TO DO
Across the records below, how many lines contain the string "PartialEq"? Give the number by itself.

(Saved data entries)

────

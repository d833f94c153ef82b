//! Digest algorithms acceptable for newly created content.
//!
//! The registry is a small shared cell: it starts out at the canonical
//! algorithm and may be switched to the one supported alternate. Callers hold
//! a [`DigestRegistry`] handle explicitly; clones share the same cell.

use std::sync::Arc;

use parking_lot::RwLock;
use tracing::debug;

use super::{Algorithm, Digest, DigestError};

/// Algorithms that may be selected for new objects, canonical first.
const SUPPORTED: [Algorithm; 2] = [Algorithm::SHA256, Algorithm::SHA512];

/// Shared handle to the digest algorithm used for new objects.
#[derive(Debug, Clone)]
pub struct DigestRegistry {
    current: Arc<RwLock<Algorithm>>,
}

impl Default for DigestRegistry {
    fn default() -> Self {
        Self {
            current: Arc::new(RwLock::new(Algorithm::CANONICAL)),
        }
    }
}

impl DigestRegistry {
    pub fn new() -> Self {
        Self::default()
    }

    /// Create a registry already switched to `algorithm`.
    pub fn with_algorithm(algorithm: &Algorithm) -> Result<Self, DigestError> {
        let registry = Self::new();
        registry.set_algorithm_for_new_objects(algorithm)?;
        Ok(registry)
    }

    /// The algorithm currently used for newly created content.
    pub fn algorithm_for_new_objects(&self) -> Algorithm {
        self.current.read().clone()
    }

    /// Switch the algorithm for new objects.
    ///
    /// An empty name selects the canonical algorithm. Unsupported algorithms
    /// are rejected and the current setting is left untouched.
    pub fn set_algorithm_for_new_objects(&self, algorithm: &Algorithm) -> Result<(), DigestError> {
        let algorithm = if algorithm.is_empty() {
            Algorithm::CANONICAL
        } else {
            algorithm.clone()
        };
        if !SUPPORTED.contains(&algorithm) {
            return Err(DigestError::UnsupportedAlgorithm(algorithm.to_string()));
        }

        let mut current = self.current.write();
        if *current != algorithm {
            debug!(from = current.as_str(), to = algorithm.as_str(), "Digest algorithm for new objects changed");
        }
        *current = algorithm;
        Ok(())
    }

    /// Compute the digest of newly created content.
    pub fn digest_for_new_object(&self, data: &[u8]) -> Result<Digest, DigestError> {
        self.algorithm_for_new_objects().hash(data)
    }

    /// Whether `algorithm` may be used for new objects. The empty name stands
    /// for the canonical algorithm.
    pub fn is_supported(algorithm: &Algorithm) -> bool {
        algorithm.is_empty() || SUPPORTED.contains(algorithm)
    }

    pub fn supported_algorithms() -> Vec<Algorithm> {
        SUPPORTED.to_vec()
    }

    /// Human-readable name, matched case-insensitively.
    pub fn algorithm_name(algorithm: &Algorithm) -> &'static str {
        match algorithm.as_str().to_ascii_lowercase().as_str() {
            "sha256" => "SHA256",
            "sha512" => "SHA512",
            _ => "unknown",
        }
    }

    /// Hex length of a supported algorithm's encoded digest.
    pub fn expected_length(algorithm: &Algorithm) -> Option<usize> {
        if SUPPORTED.contains(algorithm) {
            algorithm.hex_length()
        } else {
            None
        }
    }

    /// The supported algorithm whose encoded digests have `length` characters.
    pub fn detect_from_length(length: usize) -> Option<Algorithm> {
        SUPPORTED
            .into_iter()
            .find(|alg| alg.hex_length() == Some(length))
    }
}
//! Record store merging.

use std::collections::btree_map::Entry;
use std::ops::AddAssign;

use tabmerge_model::{MergePolicy, RecordStore};

/// Counts describing what one merge changed.
#[derive(Debug, Clone, Copy, Default, PartialEq, Eq)]
pub struct MergeStats {
    /// Identifiers that were not in the store before.
    pub inserted: usize,
    /// Identifiers that already existed and received incoming columns.
    pub updated: usize,
    /// Cells added to records that already existed.
    pub added: usize,
    /// Cells whose earlier value was replaced or dropped.
    pub overwritten: usize,
}

impl MergeStats {
    /// True when the merge left the store exactly as it was.
    pub fn is_noop(&self) -> bool {
        self.inserted == 0 && self.added == 0 && self.overwritten == 0
    }
}

impl AddAssign for MergeStats {
    fn add_assign(&mut self, other: Self) {
        self.inserted += other.inserted;
        self.updated += other.updated;
        self.added += other.added;
        self.overwritten += other.overwritten;
    }
}

/// Merges `incoming` into `existing` with the union policy and returns the
/// updated store.
pub fn merge(mut existing: RecordStore, incoming: RecordStore) -> RecordStore {
    merge_into(&mut existing, incoming, MergePolicy::Union);
    existing
}

/// Merges `incoming` into `existing` in place.
///
/// With [`MergePolicy::Union`], a record whose identifier is already present
/// is overlaid column by column: incoming values replace existing values for
/// the columns the incoming record carries, columns only the existing record
/// has are kept, and new columns are added. New identifiers are inserted as-is.
///
/// With [`MergePolicy::Replace`], an incoming record replaces the existing
/// record for its identifier entirely.
pub fn merge_into(
    existing: &mut RecordStore,
    incoming: RecordStore,
    policy: MergePolicy,
) -> MergeStats {
    let mut stats = MergeStats::default();
    for (id, record) in incoming {
        match existing.entry(id) {
            Entry::Vacant(slot) => {
                stats.inserted += 1;
                slot.insert(record);
            }
            Entry::Occupied(mut slot) => {
                stats.updated += 1;
                let current = slot.get_mut();
                match policy {
                    MergePolicy::Union => {
                        for (column, value) in record {
                            match current.insert(column, value.as_str()) {
                                None => stats.added += 1,
                                Some(previous) if previous != value => stats.overwritten += 1,
                                Some(_) => {}
                            }
                        }
                    }
                    MergePolicy::Replace => {
                        stats.added += record
                            .columns()
                            .filter(|column| !current.contains(column))
                            .count();
                        stats.overwritten += current
                            .iter()
                            .filter(|(column, value)| record.get(column) != Some(*value))
                            .count();
                        *current = record;
                    }
                }
            }
        }
    }
    stats
}
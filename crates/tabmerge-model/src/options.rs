//! Configuration options for a merge run.

use std::path::PathBuf;

use serde::{Deserialize, Serialize};

/// Default identifier column name.
pub const DEFAULT_ID_COLUMN: &str = "ID";
/// Default value rendered for columns a record does not have.
pub const DEFAULT_PLACEHOLDER: &str = "";
/// Default `id` attribute of the table read from HTML sources.
pub const DEFAULT_HTML_TABLE_ID: &str = "directory";
/// Default output file.
pub const DEFAULT_OUTPUT_PATH: &str = "combined.csv";

/// How a record from a later source combines with an existing record that
/// has the same identifier.
#[derive(Debug, Clone, Copy, PartialEq, Eq, Default, Serialize, Deserialize)]
#[serde(rename_all = "lowercase")]
pub enum MergePolicy {
    /// Overlay column by column: the later value wins for each column it
    /// carries, columns it lacks are kept.
    #[default]
    Union,
    /// The later record replaces the earlier record entirely.
    ///
    /// Only for reproducing output of the old replace-on-collision merge.
    Replace,
}

/// Quoting applied to fields of the output file.
#[derive(Debug, Clone, Copy, PartialEq, Eq, Default, Serialize, Deserialize)]
#[serde(rename_all = "lowercase")]
pub enum QuoteStyle {
    /// Quote only fields containing a delimiter, quote or line break.
    #[default]
    Necessary,
    /// Quote every field.
    Always,
}

/// Options controlling a merge run.
///
/// Field names follow the camelCase keys used in configuration files
/// (`idColumnName`, `emptyCellPlaceholder`, ...). Missing keys take defaults.
#[derive(Debug, Clone, PartialEq, Eq, Serialize, Deserialize)]
#[serde(default, rename_all = "camelCase")]
pub struct MergeOptions {
    /// Column holding the record identifier.
    pub id_column_name: String,
    /// Rendered for any schema column a record does not have.
    pub empty_cell_placeholder: String,
    /// `id` attribute of the table to read from HTML sources.
    pub html_table_identifier: String,
    /// Where the combined file is written.
    pub output_path: PathBuf,
    pub merge_policy: MergePolicy,
    pub quote_style: QuoteStyle,
}

impl Default for MergeOptions {
    fn default() -> Self {
        Self {
            id_column_name: DEFAULT_ID_COLUMN.to_string(),
            empty_cell_placeholder: DEFAULT_PLACEHOLDER.to_string(),
            html_table_identifier: DEFAULT_HTML_TABLE_ID.to_string(),
            output_path: PathBuf::from(DEFAULT_OUTPUT_PATH),
            merge_policy: MergePolicy::default(),
            quote_style: QuoteStyle::default(),
        }
    }
}

impl MergeOptions {
    pub fn new() -> Self {
        Self::default()
    }

    #[must_use]
    pub fn with_id_column(mut self, column: impl Into<String>) -> Self {
        self.id_column_name = column.into();
        self
    }

    #[must_use]
    pub fn with_placeholder(mut self, placeholder: impl Into<String>) -> Self {
        self.empty_cell_placeholder = placeholder.into();
        self
    }

    #[must_use]
    pub fn with_html_table(mut self, table_id: impl Into<String>) -> Self {
        self.html_table_identifier = table_id.into();
        self
    }

    #[must_use]
    pub fn with_output_path(mut self, path: impl Into<PathBuf>) -> Self {
        self.output_path = path.into();
        self
    }

    #[must_use]
    pub fn with_merge_policy(mut self, policy: MergePolicy) -> Self {
        self.merge_policy = policy;
        self
    }

    #[must_use]
    pub fn with_quote_style(mut self, style: QuoteStyle) -> Self {
        self.quote_style = style;
        self
    }
}

#[cfg(test)]
mod tests {
    use super::*;

    #[test]
    fn defaults_match_documented_values() {
        let options = MergeOptions::default();
        assert_eq!(options.id_column_name, "ID");
        assert_eq!(options.empty_cell_placeholder, "");
        assert_eq!(options.html_table_identifier, "directory");
        assert_eq!(options.output_path, PathBuf::from("combined.csv"));
        assert_eq!(options.merge_policy, MergePolicy::Union);
        assert_eq!(options.quote_style, QuoteStyle::Necessary);
    }

    #[test]
    fn partial_config_file_keeps_defaults() {
        let options: MergeOptions = toml::from_str(
            r#"
            idColumnName = "Key"
            emptyCellPlaceholder = "N/A"
            mergePolicy = "replace"
            "#,
        )
        .expect("parse options");
        assert_eq!(options.id_column_name, "Key");
        assert_eq!(options.empty_cell_placeholder, "N/A");
        assert_eq!(options.merge_policy, MergePolicy::Replace);
        assert_eq!(options.html_table_identifier, "directory");
        assert_eq!(options.output_path, PathBuf::from("combined.csv"));
    }

    #[test]
    fn builder_overrides_fields() {
        let options = MergeOptions::new()
            .with_id_column("Code")
            .with_output_path("out/merged.csv")
            .with_quote_style(QuoteStyle::Always);
        assert_eq!(options.id_column_name, "Code");
        assert_eq!(options.output_path, PathBuf::from("out/merged.csv"));
        assert_eq!(options.quote_style, QuoteStyle::Always);
    }
}
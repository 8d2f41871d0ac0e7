//! CLI library components for tabmerge.

pub mod config;
pub mod logging;
pub mod pipeline;
pub mod types;
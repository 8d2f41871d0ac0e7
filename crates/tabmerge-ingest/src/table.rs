//! Turns a header and positional rows into identifier-keyed records.
//!
//! Both adapters feed rows through [`RecordBuilder`] so that column alignment,
//! identifier lookup and duplicate handling behave the same for every format.

use std::collections::btree_map::Entry;
use std::path::Path;

use tabmerge_model::{ParsedSource, Record, RecordStore, SourceKind};
use tracing::warn;

use crate::error::{IngestError, Result};

const UTF8_BOM: char = '\u{feff}';

/// Strips a UTF-8 byte-order mark from the first header cell.
///
/// Whether a leading mark survives decoding depends on the adapter's parser,
/// so every header is normalized here before the identifier is looked up.
fn strip_bom(columns: &mut [String]) {
    if let Some(first) = columns.first_mut()
        && let Some(stripped) = first.strip_prefix(UTF8_BOM)
    {
        *first = stripped.to_string();
    }
}

/// Accumulates the rows of one source.
#[derive(Debug)]
pub(crate) struct RecordBuilder<'a> {
    path: &'a Path,
    id_column: &'a str,
    id_index: usize,
    columns: Vec<String>,
    records: RecordStore,
    row_count: usize,
    duplicate_ids: usize,
}

impl<'a> RecordBuilder<'a> {
    /// Validates the header before any data row is accepted.
    pub(crate) fn new(path: &'a Path, mut columns: Vec<String>, id_column: &'a str) -> Result<Self> {
        strip_bom(&mut columns);
        let id_index = columns
            .iter()
            .position(|column| column == id_column)
            .ok_or_else(|| IngestError::MissingIdColumn {
                path: path.to_path_buf(),
                column: id_column.to_string(),
            })?;
        Ok(Self {
            path,
            id_column,
            id_index,
            columns,
            records: RecordStore::new(),
            row_count: 0,
            duplicate_ids: 0,
        })
    }

    /// Adds one data row. Fields are matched to header columns by position.
    pub(crate) fn push_row(&mut self, row: Vec<String>) -> Result<()> {
        self.row_count += 1;
        if row.len() != self.columns.len() {
            return Err(IngestError::MalformedRow {
                path: self.path.to_path_buf(),
                row: self.row_count,
                expected: self.columns.len(),
                found: row.len(),
            });
        }

        let mut id = None;
        let mut record = Record::new();
        for (idx, (column, value)) in self.columns.iter().zip(row).enumerate() {
            if idx == self.id_index {
                id = Some(value);
            } else if column != self.id_column {
                record.insert(column.as_str(), value);
            }
        }
        let Some(id) = id else {
            return Ok(());
        };

        match self.records.entry(id) {
            Entry::Vacant(slot) => {
                slot.insert(record);
            }
            Entry::Occupied(mut slot) => {
                self.duplicate_ids += 1;
                warn!(
                    path = %self.path.display(),
                    row = self.row_count,
                    "identifier repeated within source; later row overrides shared columns"
                );
                let existing = slot.get_mut();
                for (column, value) in record {
                    existing.insert(column, value);
                }
            }
        }
        Ok(())
    }

    pub(crate) fn finish(self, kind: SourceKind) -> ParsedSource {
        ParsedSource {
            path: self.path.to_path_buf(),
            kind,
            columns: self.columns,
            records: self.records,
            row_count: self.row_count,
            duplicate_ids: self.duplicate_ids,
        }
    }
}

────

ANSWER AREA
4